╭─ Exercise material

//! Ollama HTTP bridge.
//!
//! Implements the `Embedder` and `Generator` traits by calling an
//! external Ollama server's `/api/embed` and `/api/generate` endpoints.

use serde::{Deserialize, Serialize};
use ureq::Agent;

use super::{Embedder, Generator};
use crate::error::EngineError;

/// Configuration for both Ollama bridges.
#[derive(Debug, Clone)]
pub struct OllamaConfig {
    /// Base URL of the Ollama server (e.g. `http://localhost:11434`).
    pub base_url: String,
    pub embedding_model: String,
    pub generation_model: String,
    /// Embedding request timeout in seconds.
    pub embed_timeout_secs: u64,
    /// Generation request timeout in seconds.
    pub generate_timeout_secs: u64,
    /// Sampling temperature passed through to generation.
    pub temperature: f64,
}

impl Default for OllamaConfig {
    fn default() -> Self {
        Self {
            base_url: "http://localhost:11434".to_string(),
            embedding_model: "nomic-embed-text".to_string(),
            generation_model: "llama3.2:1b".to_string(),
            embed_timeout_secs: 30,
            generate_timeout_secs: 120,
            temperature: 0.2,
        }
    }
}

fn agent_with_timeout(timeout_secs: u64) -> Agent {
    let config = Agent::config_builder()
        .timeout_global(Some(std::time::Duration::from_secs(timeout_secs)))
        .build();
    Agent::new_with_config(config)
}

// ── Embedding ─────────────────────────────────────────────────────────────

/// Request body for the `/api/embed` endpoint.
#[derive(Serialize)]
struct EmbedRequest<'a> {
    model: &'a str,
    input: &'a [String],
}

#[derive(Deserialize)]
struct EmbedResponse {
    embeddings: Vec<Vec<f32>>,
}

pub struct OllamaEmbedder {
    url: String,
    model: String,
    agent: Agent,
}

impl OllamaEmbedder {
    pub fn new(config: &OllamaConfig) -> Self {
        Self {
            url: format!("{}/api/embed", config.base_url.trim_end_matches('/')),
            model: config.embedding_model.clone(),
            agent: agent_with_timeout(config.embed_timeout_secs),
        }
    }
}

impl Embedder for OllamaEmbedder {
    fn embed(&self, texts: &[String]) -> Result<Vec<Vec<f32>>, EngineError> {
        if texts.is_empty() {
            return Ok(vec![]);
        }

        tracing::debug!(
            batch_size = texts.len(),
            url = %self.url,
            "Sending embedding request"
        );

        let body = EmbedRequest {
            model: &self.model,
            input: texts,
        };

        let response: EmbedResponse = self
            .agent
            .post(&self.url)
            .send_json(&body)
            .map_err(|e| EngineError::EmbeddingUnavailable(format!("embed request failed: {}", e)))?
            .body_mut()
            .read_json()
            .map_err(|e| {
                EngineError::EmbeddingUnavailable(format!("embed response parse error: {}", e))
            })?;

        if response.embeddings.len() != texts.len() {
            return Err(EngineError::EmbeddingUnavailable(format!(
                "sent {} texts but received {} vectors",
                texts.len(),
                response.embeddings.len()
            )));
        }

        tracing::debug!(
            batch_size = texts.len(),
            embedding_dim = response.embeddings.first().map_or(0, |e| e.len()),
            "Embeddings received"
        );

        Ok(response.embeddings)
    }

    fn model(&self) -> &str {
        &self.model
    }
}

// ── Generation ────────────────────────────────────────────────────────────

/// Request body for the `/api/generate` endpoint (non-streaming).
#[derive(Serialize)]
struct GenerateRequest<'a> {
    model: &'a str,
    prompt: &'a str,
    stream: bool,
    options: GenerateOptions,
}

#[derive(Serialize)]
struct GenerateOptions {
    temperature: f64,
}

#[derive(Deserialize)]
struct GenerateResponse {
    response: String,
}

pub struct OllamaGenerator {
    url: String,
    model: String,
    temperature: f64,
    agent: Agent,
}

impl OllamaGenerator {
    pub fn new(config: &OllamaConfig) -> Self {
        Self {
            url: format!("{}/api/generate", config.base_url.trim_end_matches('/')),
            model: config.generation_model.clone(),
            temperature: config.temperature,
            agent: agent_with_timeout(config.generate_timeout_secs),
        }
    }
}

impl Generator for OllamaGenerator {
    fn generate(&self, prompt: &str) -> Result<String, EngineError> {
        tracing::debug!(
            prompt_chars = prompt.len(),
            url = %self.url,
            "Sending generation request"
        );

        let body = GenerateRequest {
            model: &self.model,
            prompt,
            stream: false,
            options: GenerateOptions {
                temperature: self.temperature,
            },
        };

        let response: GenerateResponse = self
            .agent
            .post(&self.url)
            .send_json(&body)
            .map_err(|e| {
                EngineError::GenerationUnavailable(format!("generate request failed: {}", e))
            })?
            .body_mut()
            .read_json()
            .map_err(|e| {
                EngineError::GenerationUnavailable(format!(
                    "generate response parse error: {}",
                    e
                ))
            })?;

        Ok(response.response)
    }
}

╰─
╭─ Exercise material

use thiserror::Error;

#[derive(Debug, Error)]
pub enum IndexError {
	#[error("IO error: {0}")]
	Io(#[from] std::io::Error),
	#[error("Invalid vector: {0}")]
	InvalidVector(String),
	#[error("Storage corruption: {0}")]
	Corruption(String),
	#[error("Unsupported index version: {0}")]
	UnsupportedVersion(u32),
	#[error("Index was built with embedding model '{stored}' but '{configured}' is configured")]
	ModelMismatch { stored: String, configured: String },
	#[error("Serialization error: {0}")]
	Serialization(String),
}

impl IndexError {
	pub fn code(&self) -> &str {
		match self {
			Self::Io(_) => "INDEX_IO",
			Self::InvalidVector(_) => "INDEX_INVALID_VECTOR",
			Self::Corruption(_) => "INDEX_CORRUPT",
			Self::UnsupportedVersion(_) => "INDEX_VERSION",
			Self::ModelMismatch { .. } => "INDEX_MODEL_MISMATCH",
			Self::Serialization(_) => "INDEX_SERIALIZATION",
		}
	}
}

╰─

Your assignment: Among the records, find each line where the word "GenerateRequest" occurs, and copy it.

Result of this task:
struct GenerateRequest<'a> {
        let body = GenerateRequest {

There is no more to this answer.